Bless Me, Ultima (DVD Review)15 Sep, 2013 By: Ashley Ratcliff
Box Office $1.55 million
Rated ‘PG-13’ for some violence and sexual references.
Stars Miriam Colon, Luke Ganalon, Benito
Martinez, Dolores Heredia.
Set in New Mexico during the middle of the Second World War, Bless Me, Ultima finds young Antonio (Luke Ganalon) on the brink of several cathartic experiences that cause him to question his religious views.
When a mystical aged woman comes to live with his family, Antonio’s eyes are opened to an all-new world when he witnesses a series of petrifying events. But with Ultima (Miriam Colon) — a powerful, fearless woman who also comes off as a sweet grandmother type — by the boy’s side, he soon learns to stand tall.
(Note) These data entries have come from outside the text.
use actix_web::{HttpResponse, post, web};

use super::error::ApiError;
use super::models::{AppState, TamperRequest, TamperResponse};
use crate::blockchain::{LedgerEvent, TamperSimulator};

/// Overwrite a block's data without re-mining it.
#[post("/tamper/")]
pub async fn tamper_block(
    state: web::Data<AppState>,
    req: web::Json<TamperRequest>,
) -> Result<HttpResponse, ApiError> {
    let mut ledger = state.ledger.lock().expect("mutex poisoned");
    let report = TamperSimulator::tamper(&mut ledger, req.index, &req.data)
        .map_err(|e| state.notify_error(e))?;
    let message = state.notify(&LedgerEvent::TamperSimulated {
        compromised: report.compromised,
    });

    Ok(HttpResponse::Ok().json(TamperResponse {
        index: report.index,
        compromised: report.compromised,
        chain_valid: ledger.chain_valid(),
        message,
    }))
}
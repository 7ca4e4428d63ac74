//! Proof-of-Work nonce search.
//!
//! The search is a plain loop that hands control to a [`MiningObserver`]
//! every `progress_every` attempts. Callers that want a responsive UI run
//! it on a worker thread and read progress from the observer; callers that
//! don't care pass a closure that ignores the count.

use log::debug;
use serde::Serialize;

use super::PROGRESS_CADENCE;
use super::block::BlockTemplate;
use super::hash::meets_difficulty;
use crate::error::{LedgerError, Result};

/// Receives progress while a search is running.
pub trait MiningObserver {
    /// Called with the number of attempts made so far.
    fn on_progress(&mut self, attempts: u64);

    /// Polled at every progress point; returning `true` stops the search.
    fn is_cancelled(&self) -> bool {
        false
    }
}

impl<F: FnMut(u64)> MiningObserver for F {
    fn on_progress(&mut self, attempts: u64) {
        self(attempts)
    }
}

/// Winning `(hash, nonce)` pair, plus how many hashes it took.
#[derive(Debug, Clone, PartialEq, Eq, Serialize)]
pub struct Seal {
    pub hash: String,
    pub nonce: u64,
    pub attempts: u64,
}

#[derive(Debug, Clone, Copy, PartialEq, Eq)]
pub struct ProofOfWork {
    difficulty: u32,
    progress_every: u64,
    max_attempts: Option<u64>,
}

impl ProofOfWork {
    pub fn new(difficulty: u32) -> Self {
        Self {
            difficulty,
            progress_every: PROGRESS_CADENCE,
            max_attempts: None,
        }
    }

    pub fn with_progress_every(mut self, attempts: u64) -> Self {
        self.progress_every = attempts.max(1);
        self
    }

    pub fn with_max_attempts(mut self, max_attempts: Option<u64>) -> Self {
        self.max_attempts = max_attempts;
        self
    }

    pub fn difficulty(&self) -> u32 {
        self.difficulty
    }

    /// Find the first nonce, counting up from 0, whose hash meets the
    /// difficulty. The result depends only on the template and difficulty.
    pub fn search<O>(&self, template: &BlockTemplate, observer: &mut O) -> Result<Seal>
    where
        O: MiningObserver + ?Sized,
    {
        let mut nonce: u64 = 0;
        loop {
            if let Some(max) = self.max_attempts {
                if nonce >= max {
                    debug!(
                        "POW - giving up on block #{} after {nonce} attempts",
                        template.index
                    );
                    return Err(LedgerError::MiningAborted { attempts: nonce });
                }
            }

            let hash = template.hash_with_nonce(nonce);
            let attempts = nonce + 1;
            if meets_difficulty(&hash, self.difficulty) {
                observer.on_progress(attempts);
                return Ok(Seal {
                    hash,
                    nonce,
                    attempts,
                });
            }

            if attempts % self.progress_every == 0 {
                observer.on_progress(attempts);
                if observer.is_cancelled() {
                    debug!(
                        "POW - cancelled on block #{} at {attempts} attempts",
                        template.index
                    );
                    return Err(LedgerError::MiningCancelled);
                }
            }
            nonce += 1;
        }
    }

    /// Check a seal produced elsewhere against `template`.
    pub fn verify(&self, template: &BlockTemplate, seal: &Seal) -> bool {
        meets_difficulty(&seal.hash, self.difficulty)
            && template.hash_with_nonce(seal.nonce) == seal.hash
    }
}
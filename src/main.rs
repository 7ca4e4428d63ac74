use actix_web::{App, HttpServer, web};
use dotenvy::dotenv;
use log::info;

use rust_hashchain::api::{self, AppState};
use rust_hashchain::config::AppConfig;

#[actix_web::main]
async fn main() -> std::io::Result<()> {
    let _ = dotenv();
    env_logger::init();

    let config = AppConfig::from_env();
    info!(
        "⛓️ Starting hash-chain ledger at http://{}:{} (difficulty={})",
        config.host, config.port, config.difficulty
    );

    let state = web::Data::new(AppState::new(&config));

    HttpServer::new(move || {
        App::new()
            .app_data(state.clone())
            .configure(api::init_routes)
    })
    .bind((config.host.as_str(), config.port))?
    .run()
    .await
}
use std::fmt;

use log::{info, warn};
use serde::{Deserialize, Serialize};

use super::Ledger;
use super::hash::{GENESIS_PREVIOUS_HASH, meets_difficulty};

/// Why a block failed validation.
#[derive(Debug, Clone, Copy, PartialEq, Eq, Serialize, Deserialize)]
#[serde(rename_all = "snake_case")]
pub enum DefectKind {
    /// Stored hash does not match the recomputed one.
    HashMismatch,
    /// Stored hash lacks the required leading zeros.
    ProofOfWorkInvalid,
    /// Previous-hash differs from the predecessor's stored hash or from the
    /// digest of its current contents (the sentinel for the first block).
    LinkBroken,
}

impl fmt::Display for DefectKind {
    fn fmt(&self, f: &mut fmt::Formatter<'_>) -> fmt::Result {
        f.write_str(match self {
            DefectKind::HashMismatch => "hash mismatch",
            DefectKind::ProofOfWorkInvalid => "proof-of-work invalid",
            DefectKind::LinkBroken => "link broken",
        })
    }
}

#[derive(Debug, Clone, Copy, PartialEq, Eq, Serialize, Deserialize)]
pub struct Defect {
    pub index: u64,
    pub kind: DefectKind,
}

#[derive(Debug, Clone, PartialEq, Eq, Serialize)]
pub struct ValidationReport {
    pub is_valid: bool,
    pub defects: Vec<Defect>,
}

impl ValidationReport {
    /// Defects found on block `index`, in check order.
    pub fn defects_for(&self, index: u64) -> Vec<DefectKind> {
        self.defects
            .iter()
            .filter(|d| d.index == index)
            .map(|d| d.kind)
            .collect()
    }

    /// One line, e.g. `Block 1: hash mismatch | Block 2: link broken`.
    pub fn summary(&self) -> String {
        self.defects
            .iter()
            .map(|d| format!("Block {}: {}", d.index, d.kind))
            .collect::<Vec<_>>()
            .join(" | ")
    }
}

/// Recomputes every block and cross-checks hashes, difficulty and linkage.
pub struct ChainValidator;

impl ChainValidator {
    /// Check the whole chain without touching it.
    ///
    /// All three checks run for every block; a failing block does not hide
    /// failures on the same block or later ones. A link must match both the
    /// predecessor's stored hash and the digest of its current contents, so
    /// an edited block also breaks the link into its successor. An empty
    /// chain is valid.
    pub fn inspect(ledger: &Ledger) -> ValidationReport {
        let difficulty = ledger.difficulty();
        let mut defects = Vec::new();
        let mut prev: Option<(&str, String)> = None; // (stored hash, recomputed hash)

        for (i, block) in ledger.blocks().iter().enumerate() {
            let index = i as u64;
            let recomputed = block.compute_hash();

            if recomputed != block.hash {
                defects.push(Defect {
                    index,
                    kind: DefectKind::HashMismatch,
                });
            }

            if !meets_difficulty(&block.hash, difficulty) {
                defects.push(Defect {
                    index,
                    kind: DefectKind::ProofOfWorkInvalid,
                });
            }

            let linked = match &prev {
                None => block.previous_hash == GENESIS_PREVIOUS_HASH,
                Some((stored, actual)) => {
                    block.previous_hash == *stored && block.previous_hash == *actual
                }
            };
            if !linked {
                defects.push(Defect {
                    index,
                    kind: DefectKind::LinkBroken,
                });
            }

            prev = Some((block.hash.as_str(), recomputed));
        }

        ValidationReport {
            is_valid: defects.is_empty(),
            defects,
        }
    }

    /// Check the chain and record the verdict on the ledger, which gates
    /// further appends.
    pub fn validate(ledger: &mut Ledger) -> ValidationReport {
        let report = Self::inspect(ledger);
        ledger.set_chain_valid(report.is_valid);
        if report.is_valid {
            info!("chain valid ({} blocks)", ledger.len());
        } else {
            warn!("ATTACK DETECTED - {}", report.summary());
        }
        report
    }
}
//! Hash-chained ledger secured by Proof-of-Work, with end-to-end chain
//! validation and a tamper simulator that shows how an edit breaks the chain.

pub mod api;
pub mod blockchain;
pub mod config;
pub mod error;

pub use error::{LedgerError, Result};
Ultima and Antonio are kindred spirits. The youngster delights in receiving a wealth of knowledge from Ultima, who explains to him the importance of plant life and reveals the healing power found in nature. The elder feels a sense of duty to let Antonio carry on her legacy.
While Ultima is highly regarded among Antonio’s family, some of the villagers believe that the sage medicine woman is a bruja (a witch). One man in particular, Tenorio (Castulo Guerra), is relentless in his pursuit to destroy her, at which point Bless Me, Ultima becomes a poignant tale of good versus evil.
The coming-of-age film is filled with beautiful imagery, from the New Mexico landscape to the mighty owl that plays a greater role in Ultima’s life. The historical drama is also a wonderfully executed example of remarkable storytelling, having been adapted for the screen from Rudolfo Anaya’s novel of the same title.
Ganalon and Colon are magnetic on screen, and co-stars Joaquín Cosio, Benito Martinez, Manuel Garcia-Rulfo and little Diego Miró each add their own magic to the film. It is hard to not be moved by their performances.